4. Creating the counts file
For downstream applications e.g. differential expression analysis, the number of reads that maps within a gene has to be determined for each sample.
The featureCounts program from the Subread package can do this. The complete user guide is available here and featureCounts is in section 6.2.
featureCounts can…count (!) the number of reads that map within a feature. The Arabidopsis genome annotation in the GFF3 format contain three different features to choose from.
Depending on the downstream applications the choice is gene, transcript or exon. In this study we are just looking for differentially expressed genes so our feature of interest specified by the -t will be gene.
$ cd /home/
$ gunzip ath_annotation.gff3.gz
$ featureCounts -O -t gene -g ID -a ath_annotation.gff3 -o counts.txt mapped/*.bam
Here is an explanation of the different arguments used:
-a <string>: Name of an annotation file. GTF/GFF format by default.-o <string>: Name of the output file including read counts.-O: Assign reads to all their overlapping meta-features.-t <string>: Specify feature type in the GTF/GFF annotation to summarise the counts.-g <string>: Specify attribute type in GTF/GFF annotation. This GTF/GFF determines the name of the features.

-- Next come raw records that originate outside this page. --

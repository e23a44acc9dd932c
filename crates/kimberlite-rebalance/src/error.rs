//! Crate-wide error types.

use thiserror::Error;

use crate::rest::RestError;
use crate::store::StoreError;

/// Errors that can escape the rebalance core to a caller's `done` callback.
#[derive(Debug, Error)]
pub enum RebalanceError {
    /// A coordination-store write exhausted its retry budget.
    #[error("coordination store unreachable after {attempts} attempts: {source}")]
    StoreUnavailable {
        attempts: u32,
        #[source]
        source: StoreError,
    },

    /// A REST call to the local indexer surface failed non-recoverably.
    #[error("indexer REST call failed: {0}")]
    Rest(#[from] RestError),

    /// A token carried a non-empty `error` field; the rebalance aborts.
    #[error("token {token} failed: {message}")]
    TokenFailed { token: uuid::Uuid, message: String },

    /// `cancel()` was invoked; the rebalance unwound cleanly.
    #[error("rebalance cancelled")]
    Cancelled,

    /// The planner itself failed (e.g. could not reach a placement decision).
    #[error("planner error: {0}")]
    Planner(String),

    /// A DDL operation holds the interlock; the master refuses to start a
    /// rebalance until it clears.
    #[error("a DDL operation is in progress, refusing to start a rebalance")]
    DdlInProgress,

    /// A proxy-to-real merge failed and left the node's indexer state
    /// inconsistent. The embedder (server process) must treat this as
    /// fatal and exit; the handler itself stops touching this rebalance.
    #[error("merge of proxy instance into real instance left indexer state inconsistent, node must restart")]
    MergeInconsistent,

    /// The `Refused` token state has no defined handler yet — replan
    /// semantics are intentionally undecided, see DESIGN.md.
    #[error("refused-token replan is not implemented")]
    RefusedNotImplemented,

    /// Local bookkeeping found a state that should be unreachable (lost
    /// token, duplicate insert, etc). The crash-safety story rests on the
    /// coordination store, so callers are expected to treat this as fatal.
    #[error("internal bookkeeping invariant violated: {0}")]
    Invariant(String),
}

pub type Result<T> = std::result::Result<T, RebalanceError>;
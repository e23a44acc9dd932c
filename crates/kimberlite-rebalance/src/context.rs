//! Per-rebalance node-local state.
//!
//! A rebalance's context is an owned object, not a process-wide global:
//! several rebalances can be issued serially, so each run gets its own
//! context that is discarded at finish to avoid state leaking between runs.

use std::collections::{HashMap, HashSet};
use std::sync::atomic::{AtomicBool, AtomicI64, Ordering};
use std::sync::Arc;

use tokio::sync::{Notify, RwLock};
use tokio::task::JoinHandle;
use uuid::Uuid;

use crate::token::{NodeId, RebalanceId, TokenState, TransferToken};

/// A single structured cancellation signal. One `CancelToken` can be
/// cloned and handed to every handler; every suspension point in the
/// crate selects on [`CancelToken::cancelled`] alongside its real work.
#[derive(Clone)]
pub struct CancelToken {
    flag: Arc<AtomicBool>,
    notify: Arc<Notify>,
}

impl CancelToken {
    pub fn new() -> Self {
        Self {
            flag: Arc::new(AtomicBool::new(false)),
            notify: Arc::new(Notify::new()),
        }
    }

    /// Fires the signal. Idempotent.
    pub fn cancel(&self) {
        self.flag.store(true, Ordering::SeqCst);
        self.notify.notify_waiters();
    }

    pub fn is_cancelled(&self) -> bool {
        self.flag.load(Ordering::SeqCst)
    }

    /// Resolves immediately if already cancelled; otherwise waits for
    /// [`CancelToken::cancel`].
    pub async fn cancelled(&self) {
        loop {
            if self.is_cancelled() {
                return;
            }
            let notified = self.notify.notified();
            if self.is_cancelled() {
                return;
            }
            notified.await;
        }
    }
}

impl Default for CancelToken {
    fn default() -> Self {
        Self::new()
    }
}

/// The three maps this module groups under one read/write mutex: every
/// token this node has ever seen, the destination's accepted-tokens view,
/// and the source's view.
#[derive(Debug, Default)]
pub struct RebalanceTokenMaps {
    pub transfer_tokens: HashMap<Uuid, TransferToken>,
    pub accepted_tokens: HashMap<Uuid, TransferToken>,
    pub source_tokens: HashMap<Uuid, TransferToken>,
    /// Last state this node has locally cached per token, used by
    /// [`crate::token::should_apply`] to drop duplicate/reordered
    /// notifications.
    pub last_seen_state: HashMap<Uuid, TokenState>,
}

/// Per-rebalance node-local state.
pub struct RebalanceContext {
    pub rebal_id: RebalanceId,
    pub master_id: NodeId,
    pub maps: Arc<RwLock<RebalanceTokenMaps>>,
    /// Number of destination instances in the current batch that have not
    /// yet reached `Ready`/`Commit`. Source drops are gated on this
    /// reaching zero.
    pub pending_build: Arc<AtomicI64>,
    pub cancel: CancelToken,
    pub done: CancelToken,
    pub progress_cache: Arc<RwLock<f64>>,
    /// Nodes the post-rebalance ownership transfer should prefer, if this
    /// is a topology-change rebalance with nodes being removed.
    pub keep_nodes: Arc<RwLock<Option<HashSet<NodeId>>>>,
    /// Set once a proxy-to-real merge fails and leaves this node's indexer
    /// state inconsistent. The embedder must observe this and crash; the
    /// handler itself only stops touching the affected token.
    merge_inconsistent: Arc<AtomicBool>,
    closed: Arc<AtomicBool>,
    tasks: Arc<tokio::sync::Mutex<Vec<JoinHandle<()>>>>,
}

impl RebalanceContext {
    pub fn new(rebal_id: RebalanceId, master_id: NodeId) -> Self {
        Self {
            rebal_id,
            master_id,
            maps: Arc::new(RwLock::new(RebalanceTokenMaps::default())),
            pending_build: Arc::new(AtomicI64::new(0)),
            cancel: CancelToken::new(),
            done: CancelToken::new(),
            progress_cache: Arc::new(RwLock::new(0.0)),
            keep_nodes: Arc::new(RwLock::new(None)),
            merge_inconsistent: Arc::new(AtomicBool::new(false)),
            closed: Arc::new(AtomicBool::new(false)),
            tasks: Arc::new(tokio::sync::Mutex::new(Vec::new())),
        }
    }

    /// Spawns `fut` as a tracked background task, unless the context has
    /// already been closed for shutdown. Checking `closed` both before and
    /// after acquiring the task-list lock closes the race where a task is
    /// spawned just as `shutdown` starts draining the list. Returns
    /// whether the task was actually spawned.
    pub async fn spawn_tracked<F>(&self, fut: F) -> bool
    where
        F: std::future::Future<Output = ()> + Send + 'static,
    {
        if self.closed.load(Ordering::SeqCst) {
            return false;
        }
        let mut tasks = self.tasks.lock().await;
        if self.closed.load(Ordering::SeqCst) {
            return false;
        }
        tasks.push(tokio::spawn(fut));
        true
    }

    /// Signals cancellation and waits for every tracked task to exit
    /// (`cancel()` semantics (a)/(c)).
    pub async fn shutdown(&self) {
        self.closed.store(true, Ordering::SeqCst);
        self.cancel.cancel();
        let mut tasks = self.tasks.lock().await;
        for task in tasks.drain(..) {
            let _ = task.await;
        }
    }

    pub fn pending_build_count(&self) -> i64 {
        self.pending_build.load(Ordering::SeqCst)
    }

    pub fn increment_pending_build(&self) {
        self.pending_build.fetch_add(1, Ordering::SeqCst);
    }

    pub fn decrement_pending_build(&self) {
        self.pending_build.fetch_sub(1, Ordering::SeqCst);
    }

    pub fn mark_merge_inconsistent(&self) {
        self.merge_inconsistent.store(true, Ordering::SeqCst);
    }

    pub fn is_merge_inconsistent(&self) -> bool {
        self.merge_inconsistent.load(Ordering::SeqCst)
    }
}
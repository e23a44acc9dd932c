//! Build-progress estimator.
//!
//! Turns raw mutation counters from the local stats surface into a
//! remaining-build-time estimate that gates the `InProgress -> Ready`
//! transition.

use std::time::Duration;

/// Raw counters read from the local `/stats` surface for one instance:
/// pending and queued mutations, and mutations processed so far.
#[derive(Debug, Clone, Copy, Default)]
pub struct MutationCounters {
    pub docs_pending: u64,
    pub docs_queued: u64,
    pub docs_processed: u64,
}

impl MutationCounters {
    fn outstanding(self) -> u64 {
        self.docs_pending + self.docs_queued
    }
}

/// Estimates remaining build time from a window of two counter samples:
/// `processing_rate = (processed_now - processed_before) / elapsed`, then
/// `remaining = outstanding / processing_rate`.
///
/// Returns `None` when there isn't enough signal yet (no elapsed time, or
/// zero observed throughput with outstanding work still pending — an
/// indexer that hasn't started processing should not be reported as
/// "instant").
pub fn estimate_remaining_build_time(
    before: MutationCounters,
    now: MutationCounters,
    elapsed: Duration,
) -> Option<Duration> {
    let outstanding = now.outstanding();
    if outstanding == 0 {
        return Some(Duration::ZERO);
    }
    if elapsed.is_zero() {
        return None;
    }
    let processed_delta = now.docs_processed.saturating_sub(before.docs_processed);
    if processed_delta == 0 {
        return None;
    }
    let rate = processed_delta as f64 / elapsed.as_secs_f64();
    if rate <= 0.0 {
        return None;
    }
    let remaining_secs = outstanding as f64 / rate;
    Some(Duration::from_secs_f64(remaining_secs))
}

/// Whether a token is ready to hand off to the destination: the index
/// must be `Active` and its remaining build time must be under the
/// configured ceiling.
pub fn is_ready_for_handoff(
    indexer_state_active: bool,
    remaining: Option<Duration>,
    max_remaining: Duration,
) -> bool {
    indexer_state_active && remaining.is_some_and(|r| r < max_remaining)
}
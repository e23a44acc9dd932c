//! End-to-end scenario tests exercising the master controller together
//! with the real destination and source handlers against an in-memory
//! coordination store. Every scenario runs on a single simulated node
//! (master, destination, and source ids all equal) so one process can
//! play every role, the way a single-node cluster would.

use std::collections::HashMap;
use std::sync::atomic::{AtomicUsize, Ordering};
use std::sync::Arc;
use std::time::Duration;

use async_trait::async_trait;
use serde_json::json;
use uuid::Uuid;

use crate::config::RebalanceConfig;
use crate::context::RebalanceContext;
use crate::destination::{DestinationHandler, NullIndexStateSync};
use crate::error::RebalanceError;
use crate::master::{MasterController, TopologyChange};
use crate::planner::{PlannerOutput, RebalancePlanner};
use crate::rest::{
    IndexDefnClone, IndexStatusEntry, IndexerRestClient, LocalIndexMetadata, RestError, SimpleResponse, StatsMap,
};
use crate::source::SourceHandler;
use crate::store::InMemoryCoordinationStore;
use crate::token::{
    IndexDefnId, IndexInstance, InstanceId, NodeId, RebalanceId, TokenState, TransferMode, TransferToken,
};

const NODE: u64 = 1;

fn idle_stats(inst_id: u64) -> StatsMap {
    let mut stats = StatsMap::new();
    stats.insert(format!("{inst_id}:0:num_requests"), json!(3));
    stats.insert(format!("{inst_id}:0:num_completed_requests"), json!(3));
    stats
}

fn move_token(defn: u64, inst: u64) -> TransferToken {
    TransferToken {
        token_id: Uuid::new_v4(),
        rebal_id: RebalanceId::new(Uuid::nil()),
        master_id: NodeId::new(NODE),
        source_id: Some(NodeId::new(NODE)),
        dest_id: NodeId::new(NODE),
        index_inst: IndexInstance {
            defn_id: IndexDefnId::new(defn),
            inst_id: InstanceId::new(inst),
            replica_id: 0,
            partitions: vec![0],
            real_inst_id: InstanceId::NONE,
            transfer_mode: TransferMode::Move,
        },
        state: TokenState::Created,
        error: String::new(),
        build_ts: vec![],
    }
}

fn replica_repair_token(defn: u64, inst: u64) -> TransferToken {
    let mut token = move_token(defn, inst);
    token.source_id = None;
    token.index_inst.transfer_mode = TransferMode::ReplicaRepair;
    token
}

/// A configurable REST double: every instance in `ready_instances` reports
/// `Ready` on `index_status` (the "nothing to build" fast path every
/// scenario below relies on to stay deterministic without simulated time).
/// Instances in `building_instances` report a non-terminal `Building`
/// status instead, so the destination takes the slow `InProgress` build
/// path and parks there until its next poll.
struct ScenarioRest {
    ready_instances: Vec<u64>,
    building_instances: Vec<u64>,
    create_error: Option<String>,
    stats_by_instance: HashMap<u64, StatsMap>,
    create_calls: AtomicUsize,
    drop_calls: AtomicUsize,
}

impl ScenarioRest {
    fn new(ready_instances: Vec<u64>) -> Self {
        let stats_by_instance = ready_instances.iter().map(|&id| (id, idle_stats(id))).collect();
        Self {
            ready_instances,
            building_instances: Vec::new(),
            create_error: None,
            stats_by_instance,
            create_calls: AtomicUsize::new(0),
            drop_calls: AtomicUsize::new(0),
        }
    }

    fn with_create_error(mut self, message: impl Into<String>) -> Self {
        self.create_error = Some(message.into());
        self
    }

    fn with_building_instance(mut self, inst_id: u64) -> Self {
        self.building_instances.push(inst_id);
        self
    }
}

#[async_trait]
impl IndexerRestClient for ScenarioRest {
    async fn create_index_rebalance(&self, _defn: &IndexDefnClone) -> Result<SimpleResponse, RestError> {
        self.create_calls.fetch_add(1, Ordering::SeqCst);
        match &self.create_error {
            Some(message) => Ok(SimpleResponse { code: "error".into(), error: message.clone() }),
            None => Ok(SimpleResponse { code: "success".into(), error: String::new() }),
        }
    }

    async fn build_index_rebalance(&self, _defn_ids: &[IndexDefnId]) -> Result<SimpleResponse, RestError> {
        Ok(SimpleResponse { code: "success".into(), error: String::new() })
    }

    async fn drop_index(&self, _inst: &IndexInstance) -> Result<SimpleResponse, RestError> {
        self.drop_calls.fetch_add(1, Ordering::SeqCst);
        Ok(SimpleResponse { code: "success".into(), error: String::new() })
    }

    async fn stats(&self, _partition: bool) -> Result<StatsMap, RestError> {
        let mut merged = StatsMap::new();
        for stats in self.stats_by_instance.values() {
            merged.extend(stats.clone());
        }
        Ok(merged)
    }

    async fn local_index_metadata(&self) -> Result<LocalIndexMetadata, RestError> {
        Ok(LocalIndexMetadata::default())
    }

    async fn index_status(&self) -> Result<Vec<IndexStatusEntry>, RestError> {
        let ready = self.ready_instances.iter().map(|&id| IndexStatusEntry {
            inst_id: InstanceId::new(id),
            status: "Ready".into(),
            progress: 100.0,
            node_uuid: "node-1".into(),
        });
        let building = self.building_instances.iter().map(|&id| IndexStatusEntry {
            inst_id: InstanceId::new(id),
            status: "Building".into(),
            progress: 10.0,
            node_uuid: "node-1".into(),
        });
        Ok(ready.chain(building).collect())
    }
}

struct FixedPlanner(PlannerOutput);

impl RebalancePlanner for FixedPlanner {
    fn plan(&self, _input: &crate::planner::PlannerInput) -> Result<PlannerOutput, String> {
        Ok(self.0.clone())
    }
}

fn harness(
    tokens: Vec<TransferToken>,
    redundant_indexes: Vec<IndexDefnId>,
    rest: Arc<dyn IndexerRestClient>,
    batch_size: usize,
) -> Arc<MasterController> {
    let store = InMemoryCoordinationStore::new();
    let context = Arc::new(RebalanceContext::new(RebalanceId::new(Uuid::nil()), NodeId::new(NODE)));
    let config = RebalanceConfig { transfer_batch_size: batch_size, drop_index_wait_time_secs: 0, ..RebalanceConfig::default() };

    let destination = DestinationHandler::new(
        store.clone(),
        rest.clone(),
        Arc::new(NullIndexStateSync),
        "/rebal",
        context.clone(),
        config.clone(),
    );
    let (source, source_rx) = SourceHandler::new(store.clone(), rest.clone(), "/rebal", context.clone(), config.clone());
    source.spawn_worker(source_rx);

    MasterController::new(
        store,
        rest,
        Arc::new(FixedPlanner(PlannerOutput { tokens, redundant_indexes })),
        destination,
        source,
        context,
        config,
        "/rebal",
        "/command",
        "/schedule",
        "/ddl/lock",
        NodeId::new(NODE),
    )
}

async fn run_to_completion(controller: &Arc<MasterController>) -> Result<(), RebalanceError> {
    tokio::time::timeout(
        Duration::from_secs(5),
        controller.start(crate::planner::PlannerInput::default(), TopologyChange::default()),
    )
    .await
    .expect("rebalance should finish well within the test timeout")
}

#[tokio::test]
async fn single_move_happy_path_drains_to_empty_store() {
    let token = move_token(1, 10);
    let rest = Arc::new(ScenarioRest::new(vec![10]));
    let controller = harness(vec![token], vec![], rest.clone(), 20);

    let result = run_to_completion(&controller).await;

    assert!(result.is_ok());
    assert_eq!(rest.create_calls.load(Ordering::SeqCst), 1);
    assert_eq!(rest.drop_calls.load(Ordering::SeqCst), 1);
}

#[tokio::test]
async fn replica_repair_token_skips_source_and_commits_directly() {
    let token = replica_repair_token(2, 20);
    let rest = Arc::new(ScenarioRest::new(vec![20]));
    let controller = harness(vec![token], vec![], rest.clone(), 20);

    let result = run_to_completion(&controller).await;

    assert!(result.is_ok());
    // A replica-repair token has nothing to move from: the source drop
    // path is never invoked.
    assert_eq!(rest.drop_calls.load(Ordering::SeqCst), 0);
}

#[tokio::test]
async fn missing_keyspace_on_create_skips_straight_to_commit() {
    let token = move_token(3, 30);
    let rest = Arc::new(ScenarioRest::new(vec![30]).with_create_error("bucket not found"));
    let controller = harness(vec![token], vec![], rest.clone(), 20);

    let result = run_to_completion(&controller).await;

    assert!(result.is_ok());
    // Skipped straight from Created to Commit: no build, no drop.
    assert_eq!(rest.drop_calls.load(Ordering::SeqCst), 0);
}

#[tokio::test]
async fn multiple_batches_all_drain() {
    let tokens = vec![move_token(1, 10), move_token(1, 11), move_token(1, 12), move_token(1, 13)];
    let rest = Arc::new(ScenarioRest::new(vec![10, 11, 12, 13]));
    let controller = harness(tokens, vec![], rest.clone(), 2);

    let result = run_to_completion(&controller).await;

    assert!(result.is_ok());
    assert_eq!(rest.create_calls.load(Ordering::SeqCst), 4);
    assert_eq!(rest.drop_calls.load(Ordering::SeqCst), 4);
}

#[tokio::test]
async fn cancel_while_token_in_progress_leaves_it_in_the_store() {
    let token = move_token(1, 10);
    let token_id = token.token_id;
    let rest = Arc::new(ScenarioRest::new(vec![]).with_building_instance(10));
    let store = InMemoryCoordinationStore::new();
    let context = Arc::new(RebalanceContext::new(RebalanceId::new(Uuid::nil()), NodeId::new(NODE)));
    let config = RebalanceConfig { drop_index_wait_time_secs: 0, ..RebalanceConfig::default() };

    let destination = DestinationHandler::new(
        store.clone(),
        rest.clone() as Arc<dyn IndexerRestClient>,
        Arc::new(NullIndexStateSync),
        "/rebal",
        context.clone(),
        config.clone(),
    );
    let (source, source_rx) =
        SourceHandler::new(store.clone(), rest.clone() as Arc<dyn IndexerRestClient>, "/rebal", context.clone(), config.clone());
    source.spawn_worker(source_rx);

    let controller = MasterController::new(
        store.clone(),
        rest.clone() as Arc<dyn IndexerRestClient>,
        Arc::new(FixedPlanner(PlannerOutput { tokens: vec![token], redundant_indexes: vec![] })),
        destination,
        source,
        context.clone(),
        config,
        "/rebal",
        "/command",
        "/schedule",
        "/ddl/lock",
        NodeId::new(NODE),
    );

    let driver = controller.clone();
    let handle =
        tokio::spawn(async move { driver.start(crate::planner::PlannerInput::default(), TopologyChange::default()).await });

    let key = format!("/rebal/TransferToken{token_id}");
    let reached_in_progress = tokio::time::timeout(Duration::from_secs(5), async {
        loop {
            if let Some(raw) = store.get(&key).await.unwrap() {
                let token: TransferToken = serde_json::from_str(&raw).unwrap();
                if token.state == TokenState::InProgress {
                    return;
                }
            }
            tokio::task::yield_now().await;
        }
    })
    .await;
    assert!(reached_in_progress.is_ok(), "token never reached InProgress before the build poll");

    context.cancel.cancel();
    let result = tokio::time::timeout(Duration::from_secs(5), handle)
        .await
        .expect("rebalance should unwind well within the test timeout")
        .unwrap();
    assert!(matches!(result, Err(RebalanceError::Cancelled)));

    // The token was never dropped forward and stays exactly where the
    // cancelled build left it: no further writes happened after cancel.
    let stored = store.get(&key).await.unwrap().expect("token must remain in the store after a cancel");
    let decoded: TransferToken = serde_json::from_str(&stored).unwrap();
    assert_eq!(decoded.state, TokenState::InProgress);
    assert_eq!(rest.drop_calls.load(Ordering::SeqCst), 0);
}

#[tokio::test]
async fn duplicate_index_prepass_runs_before_batches_publish() {
    let token = move_token(5, 50);
    let rest = Arc::new(ScenarioRest::new(vec![50]));
    let controller = harness(vec![token], vec![IndexDefnId::new(99)], rest.clone(), 20);

    let result = run_to_completion(&controller).await;

    assert!(result.is_ok());
    // One drop for the duplicate-index pre-pass, one for the actual move.
    assert_eq!(rest.drop_calls.load(Ordering::SeqCst), 2);
}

The output file produced by featureCounts is a tab-delimited file that can be opened in a spreadsheet program like Excel.
Key Points
The SAM/BAM format is the end-result of a read alignment to a reference genome.
The samtools software can be used to view, filter and order aligments in a .bam file.
The aligments can be visualized in a genome using an genome viewer like IGV
The resulting BAM files are used to generate a count table for use in differential expression analyses.